Avishai Cohen - Big Vicious
A
ECM/Newartsint.
Avishai Cohen, le trompettiste, celui de la famille des « 3 Cohens » qu’on a vu à Liège il y a quelques années déjà, s’est révélé ces dernièrs temps comme un des trompettistes incontournables de la nouvelle génération.
« Playing The Room » en duo avec le pianiste Yonathan Avishai sorti en 2019 fait sans doute partie des plus beaux duos quant à l’intensité émotionnelle qui y est développée. Après avoir vu le nouveau projet du trompettiste « Big Vicious » à Flagey lors des concerts-anniversaire du label ECM, on pouvait s’attendre à un enregistrement fort différent de celui qu’on a sous les oreilles aujourd’hui... En effet, réunir deux guitaristes électriques – Uzi Ramirez Feinerman et Yonatan Albalak – et deux batteurs – Aviv Cohen et Ziv Ravitz – aux côtés du trompettiste et de ses effets spéciaux avec synthés, laissaient présager d’un mélange plutôt explosif.
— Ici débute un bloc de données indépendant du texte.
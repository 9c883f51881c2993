//! Configuration file support for modelkit.
//!
//! User-wide settings live in `<home>/config.toml`:
//!
//! ```toml
//! [cache]
//! dir = "/var/cache/modelkit"
//!
//! [net]
//! retries = 3
//! initial_backoff_ms = 200
//! max_backoff_ms = 5000
//!
//! [resolve]
//! cycle_policy = "warn"
//! ```
//!
//! Every key is optional; a missing file means defaults.

use std::path::{Path, PathBuf};

use serde::{Deserialize, Serialize};

use crate::core::error::{Error, Result};
use crate::util::fs;

/// modelkit configuration.
#[derive(Debug, Clone, Default, PartialEq, Serialize, Deserialize)]
#[serde(default)]
pub struct Config {
    /// Package cache settings
    pub cache: CacheConfig,

    /// Network settings
    pub net: NetConfig,

    /// Resolution settings
    pub resolve: ResolveConfig,
}

/// Package cache configuration.
#[derive(Debug, Clone, Default, PartialEq, Serialize, Deserialize)]
#[serde(default)]
pub struct CacheConfig {
    /// Override the cache root
    pub dir: Option<PathBuf>,
}

/// Network configuration.
#[derive(Debug, Clone, PartialEq, Serialize, Deserialize)]
#[serde(default)]
pub struct NetConfig {
    /// Retries after a transient failure
    pub retries: u32,

    /// First backoff delay in milliseconds
    pub initial_backoff_ms: u64,

    /// Upper bound on a single backoff delay in milliseconds
    pub max_backoff_ms: u64,
}

impl Default for NetConfig {
    fn default() -> Self {
        NetConfig {
            retries: 3,
            initial_backoff_ms: 200,
            max_backoff_ms: 5_000,
        }
    }
}

/// What to do when the package graph has a cycle.
#[derive(Debug, Clone, Copy, Default, PartialEq, Eq, Serialize, Deserialize)]
#[serde(rename_all = "lowercase")]
pub enum CyclePolicy {
    /// Fail the install with a cycle error
    #[default]
    Error,
    /// Report the cycle and continue
    Warn,
}

/// Resolution configuration.
#[derive(Debug, Clone, Default, PartialEq, Serialize, Deserialize)]
#[serde(default)]
pub struct ResolveConfig {
    pub cycle_policy: CyclePolicy,
}

impl Config {
    /// Load configuration from a file.
    pub fn load(path: &Path) -> Result<Self> {
        let contents = fs::read_to_string(path)?;
        toml::from_str(&contents).map_err(|e| Error::parse(path.display().to_string(), e.to_string()))
    }

    /// Load configuration, falling back to defaults if the file doesn't exist.
    pub fn load_or_default(path: &Path) -> Result<Self> {
        if path.exists() {
            Self::load(path)
        } else {
            Ok(Self::default())
        }
    }

    /// Save configuration to a file.
    pub fn save(&self, path: &Path) -> Result<()> {
        let contents = toml::to_string_pretty(self)
            .map_err(|e| Error::parse(path.display().to_string(), e.to_string()))?;
        fs::write_atomic(path, contents.as_bytes())
    }
}

#[cfg(test)]
mod tests {
    use super::*;
    use tempfile::TempDir;

    #[test]
    fn test_default_config() {
        let config = Config::default();
        assert_eq!(config.net.retries, 3);
        assert_eq!(config.resolve.cycle_policy, CyclePolicy::Error);
        assert!(config.cache.dir.is_none());
    }

    #[test]
    fn test_parse_partial_config() {
        let config: Config = toml::from_str(
            r#"
[net]
retries = 5

[resolve]
cycle_policy = "warn"
"#,
        )
        .unwrap();

        assert_eq!(config.net.retries, 5);
        assert_eq!(config.net.max_backoff_ms, 5_000);
        assert_eq!(config.resolve.cycle_policy, CyclePolicy::Warn);
    }

    #[test]
    fn test_config_save_load() {
        let tmp = TempDir::new().unwrap();
        let path = tmp.path().join("config.toml");

        let mut config = Config::default();
        config.cache.dir = Some(PathBuf::from("/tmp/modelkit-cache"));
        config.save(&path).unwrap();

        let loaded = Config::load(&path).unwrap();
        assert_eq!(loaded, config);
    }

    #[test]
    fn test_missing_config_is_default() {
        let tmp = TempDir::new().unwrap();
        let config = Config::load_or_default(&tmp.path().join("missing.toml")).unwrap();
        assert_eq!(config, Config::default());
    }

    #[test]
    fn test_invalid_cycle_policy_rejected() {
        let result: std::result::Result<Config, _> =
            toml::from_str("[resolve]\ncycle_policy = \"ignore\"\n");
        assert!(result.is_err());
    }
}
Et ce fut bien le cas sur la scène de Flagey : un son lourd et électrique, des soli au groove tranchant et à la limite du rock, le tout avec abondance de fumigènes, jeux de lumière et grosse ambiance dans la salle…
Et voici qu’Avishai Cohen nous surprend : « Honey Fountain » et « Hidden Chamber » ouvrent l’album de façon éthérée, avec des ambiances de guitares comme des nappes sonores sur lesquelles le trompettiste étend des phrases à la Miles Davis. « King Kutner » rappelle plus l’ambiance du « live » avec son côté rock assagi.
La « Sonate au Clair de Lune » de Beethoven nous transporte dans un univers onirique prenant, on y savoure le jeu des guitaristes derrière la mélodie, fascinante version. Tout comme pour ce grand écart avec les nappes sonores de « Teardrop » de Massive Attack, la pièce la plus longue de l’album, 7:24, alors que beaucoup de thèmes tournent autour des trois à quatre minutes, une concision qu’on trouvait déjà dans le concert de Flagey. Deux reprises donc et neuf compositions collectives ou du leader.
« Teno Neno » avec son court motif répété laisse deviner tout le potentiel d’énergie, ici retenue, que possède ce thème sur scène, avec son envolée chorale en final. La mélodie de « The Cow & The Calf » semble sortie des plaines de l’Ouest avec son passage sifflé et « Intent » clôture l’album comme il a débuté, dans la sérénité. Encore une fois un très bel album du trompettiste qui comme c’est le cas avec plusieurs poulains ECM, transfigure son répertoire une fois sur scène. Les deux facettes du trompettiste sont dans un cas comme dans l’autre tout aussi fascinantes.